Ela participou de três expedições à Antártica, para realizar pesquisas e coletar amostras de fósseis, como uma das investigadoras do Projeto Paleoantar, que é financiado pelo CNPq, com apoio da Marinha do Brasil. Piovesan conta que o mais longo tempo que ficou acampada em uma das ilhas da Antártica foi de 50 dias, porém toda a logística demandou cerca de três meses, desde a partida até o retorno ao Brasil. “Nestes dias de acampamento, o grupo fica isolado, com comunicação restrita a um equipamento de telefone por satélite para emergências. Estas experiências foram transformadoras, tanto do ponto de vista pessoal, quanto profissional. Certamente, é um dos lugares menos acessíveis do mundo – e um dos mais bonitos e preservados”, ressaltou a cientista.
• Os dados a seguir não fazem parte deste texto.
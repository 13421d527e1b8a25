use chrono::{DateTime, FixedOffset, Utc};
use entity::sessions;
use sea_orm::{ActiveModelTrait, ActiveValue::Set, ColumnTrait, EntityTrait, QueryFilter};
use tracing::{debug, instrument};
use uuid::Uuid;

use crate::{DbError, DbPool, DbResult};

/// Refresh-token sessions. A session row existing is what keeps a refresh
/// token usable.
#[derive(Clone)]
pub struct SessionService {
    db: DbPool,
}

impl SessionService {
    pub fn new(db: DbPool) -> Self {
        Self { db }
    }

    #[instrument(name = "sessions.create", skip(self))]
    pub async fn create(
        &self,
        id: Uuid,
        account_id: Uuid,
        expires_at: DateTime<Utc>,
    ) -> DbResult<sessions::Model> {
        Ok(sessions::ActiveModel {
            id: Set(id),
            account_id: Set(account_id),
            created_at: Set(Utc::now().into()),
            expires_at: Set(expires_at.into()),
        }
        .insert(&self.db)
        .await?)
    }

    /// Expired sessions are dropped on sight and reported as missing.
    #[instrument(name = "sessions.find_active", skip(self))]
    pub async fn find_active(&self, id: Uuid) -> DbResult<sessions::Model> {
        let session = sessions::Entity::find_by_id(id)
            .one(&self.db)
            .await?
            .ok_or(DbError::NotFound("session"))?;
        if session.expires_at.with_timezone(&Utc) < Utc::now() {
            debug!(session = %id, "session expired");
            sessions::Entity::delete_by_id(id).exec(&self.db).await?;
            return Err(DbError::NotFound("session"));
        }
        Ok(session)
    }

    /// Delete the account's expired sessions; returns how many were removed.
    #[instrument(name = "sessions.prune_expired", skip(self))]
    pub async fn prune_expired(&self, account_id: Uuid) -> DbResult<u64> {
        let now: DateTime<FixedOffset> = Utc::now().into();
        let result = sessions::Entity::delete_many()
            .filter(sessions::Column::AccountId.eq(account_id))
            .filter(sessions::Column::ExpiresAt.lt(now))
            .exec(&self.db)
            .await?;
        if result.rows_affected > 0 {
            debug!(
                account = %account_id,
                pruned = result.rows_affected,
                "expired sessions pruned"
            );
        }
        Ok(result.rows_affected)
    }

    #[instrument(name = "sessions.revoke", skip(self))]
    pub async fn revoke(&self, id: Uuid) -> DbResult<()> {
        let result = sessions::Entity::delete_by_id(id).exec(&self.db).await?;
        if result.rows_affected == 0 {
            return Err(DbError::NotFound("session"));
        }
        Ok(())
    }
}
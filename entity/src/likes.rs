use crate::{accounts, challenges};
use sea_orm::prelude::{DateTimeWithTimeZone, *};
use uuid::Uuid;

#[derive(Clone, Debug, PartialEq, Eq, DeriveEntityModel)]
#[sea_orm(table_name = "likes")]
pub struct Model {
    #[sea_orm(primary_key, auto_increment = false)]
    pub challenge_id: Uuid,
    #[sea_orm(primary_key, auto_increment = false)]
    pub account_id: Uuid,
    pub created_at: DateTimeWithTimeZone,
}

#[derive(Copy, Clone, Debug, EnumIter, DeriveRelation)]
pub enum Relation {
    #[sea_orm(
        belongs_to = "challenges::Entity",
        from = "Column::ChallengeId",
        to = "challenges::Column::Id",
        on_delete = "Cascade"
    )]
    Challenge,
    #[sea_orm(
        belongs_to = "accounts::Entity",
        from = "Column::AccountId",
        to = "accounts::Column::Id",
        on_delete = "Cascade"
    )]
    Account,
}

impl Related<challenges::Entity> for Entity {
    fn to() -> RelationDef {
        Relation::Challenge.def()
    }
}

impl Related<accounts::Entity> for Entity {
    fn to() -> RelationDef {
        Relation::Account.def()
    }
}

impl ActiveModelBehavior for ActiveModel {}
use axum::{
    Json,
    extract::{Path, State},
    http::StatusCode,
};
use platform_api::{ApiError, ApiResult};
use platform_authz::policy_use;
use platform_db::AccountPatch;
use serde::Deserialize;
use tracing::instrument;
use uuid::Uuid;

use super::{
    require_text,
    views::{AccountView, SensitiveAccountView},
};
use crate::http::{Actor, AppState};

#[derive(Debug, Default, Deserialize)]
pub struct UpdateAccountRequest {
    display_name: Option<String>,
    /// `null` clears the bio; leaving the field out keeps it.
    #[serde(default, deserialize_with = "super::present")]
    bio: Option<Option<String>>,
}

#[instrument(name = "http.accounts.get", skip(state, actor))]
pub async fn get_account(
    State(state): State<AppState>,
    Actor(actor): Actor,
    Path(id): Path<Uuid>,
) -> ApiResult<Json<AccountView>> {
    let policy = state.policies.account.can_read(id.into());
    let account = policy_use(&actor, &policy, || async {
        state.services.accounts.find(id).await.map_err(ApiError::from)
    })
    .await?;
    Ok(Json(account.into()))
}

#[instrument(name = "http.accounts.get_sensitive", skip(state, actor))]
pub async fn get_sensitive(
    State(state): State<AppState>,
    Actor(actor): Actor,
    Path(id): Path<Uuid>,
) -> ApiResult<Json<SensitiveAccountView>> {
    let policy = state.policies.account.can_read_sensitive(id.into());
    let account = policy_use(&actor, &policy, || async {
        state.services.accounts.find(id).await.map_err(ApiError::from)
    })
    .await?;
    Ok(Json(account.into()))
}

#[instrument(name = "http.accounts.update", skip(state, actor, input))]
pub async fn update_account(
    State(state): State<AppState>,
    Actor(actor): Actor,
    Path(id): Path<Uuid>,
    Json(input): Json<UpdateAccountRequest>,
) -> ApiResult<Json<SensitiveAccountView>> {
    let display_name = input
        .display_name
        .as_deref()
        .map(|name| require_text("display_name", name, 64))
        .transpose()?;
    let patch = AccountPatch {
        display_name,
        bio: input.bio,
    };

    let policy = state.policies.account.can_update(id.into());
    let account = policy_use(&actor, &policy, || async {
        state
            .services
            .accounts
            .update(id, patch)
            .await
            .map_err(ApiError::from)
    })
    .await?;
    Ok(Json(account.into()))
}

#[instrument(name = "http.accounts.delete", skip(state, actor))]
pub async fn delete_account(
    State(state): State<AppState>,
    Actor(actor): Actor,
    Path(id): Path<Uuid>,
) -> ApiResult<StatusCode> {
    let policy = state.policies.account.can_delete(id.into());
    policy_use(&actor, &policy, || async {
        state.services.accounts.delete(id).await.map_err(ApiError::from)
    })
    .await?;
    Ok(StatusCode::NO_CONTENT)
}
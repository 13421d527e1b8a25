use argon2::Argon2;
use argon2::password_hash::{
    PasswordHash, PasswordHasher, PasswordVerifier, SaltString, rand_core::OsRng,
};

use crate::AuthnError;

pub fn hash_password(password: &str) -> Result<String, AuthnError> {
    let salt = SaltString::generate(&mut OsRng);
    Argon2::default()
        .hash_password(password.as_bytes(), &salt)
        .map(|hash| hash.to_string())
        .map_err(|err| AuthnError::PasswordHash(err.to_string()))
}

/// `Ok(false)` on a wrong password; `Err` only when the stored hash is unusable.
pub fn verify_password(password: &str, stored_hash: &str) -> Result<bool, AuthnError> {
    let parsed = PasswordHash::new(stored_hash)
        .map_err(|err| AuthnError::PasswordHash(err.to_string()))?;
    Ok(Argon2::default()
        .verify_password(password.as_bytes(), &parsed)
        .is_ok())
}

#[cfg(test)]
mod tests {
    use super::*;

    #[test]
    fn hashed_password_verifies() {
        let hash = hash_password("correct horse").unwrap();
        assert!(verify_password("correct horse", &hash).unwrap());
        assert!(!verify_password("battery staple", &hash).unwrap());
    }

    #[test]
    fn malformed_hash_is_an_error() {
        assert!(verify_password("anything", "not-a-phc-string").is_err());
    }
}
mod config;
mod http;
mod routes;

use std::sync::Arc;

use anyhow::Result;
use clap::{Args, Parser, Subcommand};
use migration::{Migrator, MigratorTrait};
use platform_db::{DatabaseSettings, DbPool, connect};
use platform_obs::{ObsConfig, init_tracing};
use tracing::info;

use crate::{
    config::AppConfig,
    http::{AppState, ServeConfig},
};

#[derive(Parser, Debug)]
#[command(name = "challenges-api", version, about = "Challenges API")]
struct Cli {
    #[command(subcommand)]
    command: Command,
}

#[derive(Subcommand, Debug)]
enum Command {
    /// Start the HTTP server.
    Serve(ServeCommand),
    /// Run database migrations.
    #[command(subcommand)]
    Migrate(MigrateCommand),
}

#[derive(Subcommand, Debug)]
enum MigrateCommand {
    /// Apply pending migrations.
    Up,
    /// Rollback the most recent migration.
    Down,
}

#[derive(Args, Debug)]
struct ServeCommand {
    #[arg(long, default_value = "0.0.0.0")]
    host: std::net::IpAddr,
    #[arg(long, default_value_t = 8080)]
    port: u16,
    #[arg(long, help = "Allow starting even when migrations are pending")]
    allow_dirty: bool,
}

impl From<&ServeCommand> for ServeConfig {
    fn from(value: &ServeCommand) -> Self {
        ServeConfig::new(value.host, value.port)
    }
}

#[tokio::main]
async fn main() -> Result<()> {
    let _obs = init_tracing(ObsConfig::from_env())?;
    let cli = Cli::parse();
    match cli.command {
        Command::Serve(cmd) => run_server(cmd).await,
        Command::Migrate(action) => match action {
            MigrateCommand::Up => migrate_up().await,
            MigrateCommand::Down => migrate_down().await,
        },
    }
}

async fn setup_pool() -> Result<DbPool> {
    let settings = DatabaseSettings::from_env();
    connect(&settings).await.map_err(Into::into)
}

async fn run_server(cmd: ServeCommand) -> Result<()> {
    let config = Arc::new(AppConfig::load()?);
    let pool = setup_pool().await?;
    ensure_migrations(&pool, cmd.allow_dirty).await?;
    let state = AppState::new(pool, config);
    http::serve((&cmd).into(), state).await
}

async fn ensure_migrations(pool: &DbPool, allow_dirty: bool) -> Result<()> {
    let pending = Migrator::get_pending_migrations(pool).await?;
    if !pending.is_empty() && !allow_dirty {
        anyhow::bail!(
            "{} pending migrations; run `challenges-api migrate up` or pass --allow-dirty",
            pending.len()
        );
    }
    Ok(())
}

async fn migrate_up() -> Result<()> {
    let pool = setup_pool().await?;
    Migrator::up(&pool, None).await?;
    info!("database migrations applied");
    Ok(())
}

async fn migrate_down() -> Result<()> {
    let pool = setup_pool().await?;
    Migrator::down(&pool, Some(1)).await?;
    info!("most recent migration rolled back");
    Ok(())
}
Para Enelise Piovesan, fazer ciência é estar em movimento, é aprender todos os dias. “Na paleontologia, cada descoberta adiciona uma informação ao quebra-cabeça da vida no passado e serve como guia para o planejamento de ações futuras”, ressalta. Ela acredita que entender a origem e a evolução dos organismos e ambientes ao longo do tempo geológico, por si só, é de fundamental importância; porém, divulgar estes conhecimentos de forma ampla é imprescindível. Por isso a pesquisadora se sentiu extremamente feliz e honrada com o título de membro afiliado da ABC. “Pretendo contribuir ampliando as discussões na minha área de atuação e demonstrando a importância do estudo da paleontologia para o público em geral”, afirmou.
Embora reconheça que o trabalho ocupe a maior parte do seu tempo cotidiano, nos dias livres Enelise Piovesan adora viajar e estar com a família. Como descendente de italianos, aprecia um bom vinho, acompanhado de um bom livro, de um sossego na praia… e de cozinhar ouvindo MPB.